Thu Aug 18 12:19:59 CEST 2016

I have found the error and corrected the source code [1].


The error was, that I used the same Entrypoint for managing my custom 
Rpc_object<Ram_session> and for passing it to the child constructor.

I think, the child constructor created an Rpc_object<Parent>, which is 
managed by the child's Entrypoint. Then the Rpc_object<Parent> called an 
RPC method from my Rpc_object<Ram_session>, which also is managed by 
this Entrypoint. Thus, the Entrypoint blocked on the remote procedure 
call to Rpc_objcet<Ram_session> waiting for itself to finish the call 
from Rpc_object<Ram_session>. The Rpc_object<Ram_session> needs to use 
this Entrypoint, but it was blocked. Thus, it went waiting for the 

Now Rpc_object<Parent> is waiting for Rpc_object<Ram_session> and vice 
vera => deadlock.

Please correct me, if I am wrong :)

Best regards

On 18.08.2016 10:28, Denis Huber wrote:
> Hello Norman,
> thank you for your well-written answer :)
> On 17.08.2016 14:06, Norman Feske wrote:
>> Hi Denis,
>> first, thank you for providing a test case in such a nicely condensed
>> form. It is great for pin-pointing the problem.
>> On 14.08.2016 18:03, Denis Huber wrote:
>>> I tried to adopt this concept for a custom Ram session. I created a very
>>> short test program [1] (Run script in [2]) which creates a custom
>>> Ram_session_component and tries to transfer quota from its environment
>>> to the custom Ram session component.
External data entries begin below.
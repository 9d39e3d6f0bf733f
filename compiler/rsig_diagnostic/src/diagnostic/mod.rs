use std::fmt;

use rsig_ir::Location;

use crate::ErrorCode;

/// Severity level for diagnostics.
#[derive(Copy, Clone, Eq, PartialEq, Hash, Debug)]
pub enum Severity {
    Error,
    Warning,
    Note,
}

impl fmt::Display for Severity {
    fn fmt(&self, f: &mut fmt::Formatter<'_>) -> fmt::Result {
        match self {
            Severity::Error => write!(f, "error"),
            Severity::Warning => write!(f, "warning"),
            Severity::Note => write!(f, "note"),
        }
    }
}

/// A labeled location.
#[derive(Clone, Eq, PartialEq, Hash, Debug)]
pub struct Label {
    pub location: Location,
    pub message: String,
    /// Primary labels mark where the error is; secondary ones give context.
    pub is_primary: bool,
}

impl Label {
    pub fn primary(location: Location, message: impl Into<String>) -> Self {
        Label {
            location,
            message: message.into(),
            is_primary: true,
        }
    }

    pub fn secondary(location: Location, message: impl Into<String>) -> Self {
        Label {
            location,
            message: message.into(),
            is_primary: false,
        }
    }
}

/// A structured diagnostic, ready for a presentation layer.
#[derive(Clone, Eq, PartialEq, Hash, Debug)]
#[must_use = "diagnostics should be reported or returned, not silently dropped"]
pub struct Diagnostic {
    pub code: ErrorCode,
    pub severity: Severity,
    pub message: String,
    pub labels: Vec<Label>,
    pub notes: Vec<String>,
}

impl Diagnostic {
    fn new_with_severity(code: ErrorCode, severity: Severity) -> Self {
        Diagnostic {
            code,
            severity,
            message: String::new(),
            labels: Vec::new(),
            notes: Vec::new(),
        }
    }

    #[cold]
    pub fn error(code: ErrorCode) -> Self {
        Self::new_with_severity(code, Severity::Error)
    }

    #[cold]
    pub fn warning(code: ErrorCode) -> Self {
        Self::new_with_severity(code, Severity::Warning)
    }

    pub fn with_message(mut self, message: impl Into<String>) -> Self {
        self.message = message.into();
        self
    }

    /// Add a primary label at the error location.
    pub fn with_label(mut self, location: Location, message: impl Into<String>) -> Self {
        self.labels.push(Label::primary(location, message));
        self
    }

    /// Add a secondary label for context.
    pub fn with_secondary_label(mut self, location: Location, message: impl Into<String>) -> Self {
        self.labels.push(Label::secondary(location, message));
        self
    }

    pub fn with_note(mut self, note: impl Into<String>) -> Self {
        self.notes.push(note.into());
        self
    }

    /// Location of the first primary label.
    pub fn primary_location(&self) -> Option<Location> {
        self.labels
            .iter()
            .find(|l| l.is_primary)
            .map(|l| l.location)
    }

    pub fn is_error(&self) -> bool {
        matches!(self.severity, Severity::Error)
    }
}

/// One-line rendering: `error[E3001]: message`.
impl fmt::Display for Diagnostic {
    fn fmt(&self, f: &mut fmt::Formatter<'_>) -> fmt::Result {
        write!(f, "{}[{}]: {}", self.severity, self.code, self.message)
    }
}

#[cfg(test)]
mod tests;
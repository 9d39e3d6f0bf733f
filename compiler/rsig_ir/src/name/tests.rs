use super::*;

#[test]
fn empty_name_is_default() {
    assert_eq!(Name::default(), Name::EMPTY);
    assert!(Name::EMPTY.is_empty());
    assert!(!Name::from_raw(3).is_empty());
}

#[test]
fn raw_round_trip() {
    let name = Name::from_raw(42);
    assert_eq!(name.raw(), 42);
    assert_eq!(name.index(), 42);
}

#[test]
fn ordering_follows_index() {
    assert!(Name::from_raw(1) < Name::from_raw(2));
}

#[test]
fn debug_shows_index() {
    assert_eq!(format!("{:?}", Name::from_raw(7)), "Name(7)");
}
The quota transfer fails with error
>>> code -1, which means the recipient of the transfer is not a valid
>>> session component [3].
>>> I think the problem is, that I have not created a valid capability of
>>> the custom Ram_session_component. What important fact do I miss in my
>>> implementation? I am grateful for every hint you give me :)
>> Core's RAM service does not know the meaning behind the 'ram_special'
>> capability because this capability does refer to an RPC object living
>> inside your component, not inside core. Core can transfer quota only
>> between RAM sessions known to core. It tries to look up a RAM session
>> for the supplied capability argument but cannot find one. In contrast,
>> if you change the transfer-quota line to
>>   log("t: ", env.ram().transfer_quota(ram_impl._parent_ram, 4096));
>> the operation succeeds because 'ram_impl._parent_ram' refers to a RAM
>> session provided by core.
> This means, the Rpc_objects can communicate, if they are managed by the
> same Entrypoint, but not if they are in different Entrypoints. Just out
> of curiosity: Can I delegate a capability from one Entrypoint to another?
>> If you want the child subsystem to deal with multiple RAM sessions (such
>> as 'env.ram()' and a manually created RAM connection), the "non-root"
>> approach can no longer be applied. In order to allow the RAM sessions
>> refer to each other, they need to be provided by the same RAM service.
>> I.e., when creating the child, you will have to equip it with a RAM
>> session of your RAM service as done, for example, by noux. The
>> '_resources.ram' of the child [1] is a locally-provided RAM-session object.
>> Btw, you will encounter a very similar problem with the PD-session
>> argument for the 'Cpu_session::create_thread' operation. When forwarding
>> this RPC call to core, you will need to replace the capability argument
>> supplied by the client (which refers to your virtualized PD session) by
>> the "real" PD capability as known by core.
>> Could this explanation answer your question?
> Thanks, this explanation helped me to solve the initial problem and I
> could also implement the PD and CPU Rpc_objects (without root objects),
> which intercept the child's session methods.
> Now my problem is the following: If I apply your solution and start a
> child with a custom RAM Rpc_object, then the program hangs up on the
> child creation. I have created a simple program [1] (child component
> [2], run script [3]) to demonstrate the error. The output is
> [init -> random] All is fine until now!
> Error: Test execution timed out
> Makefile:261: recipe for target 'run/random' failed
> make: *** [run/random] Error 254
> This demonstrates that all resource-object creations before the child
> object creation passed without errors. But the program hangs up on the
> creation of the child. What could be the error?
> Best regards
> Denis
> [1]
> [2]
> [3]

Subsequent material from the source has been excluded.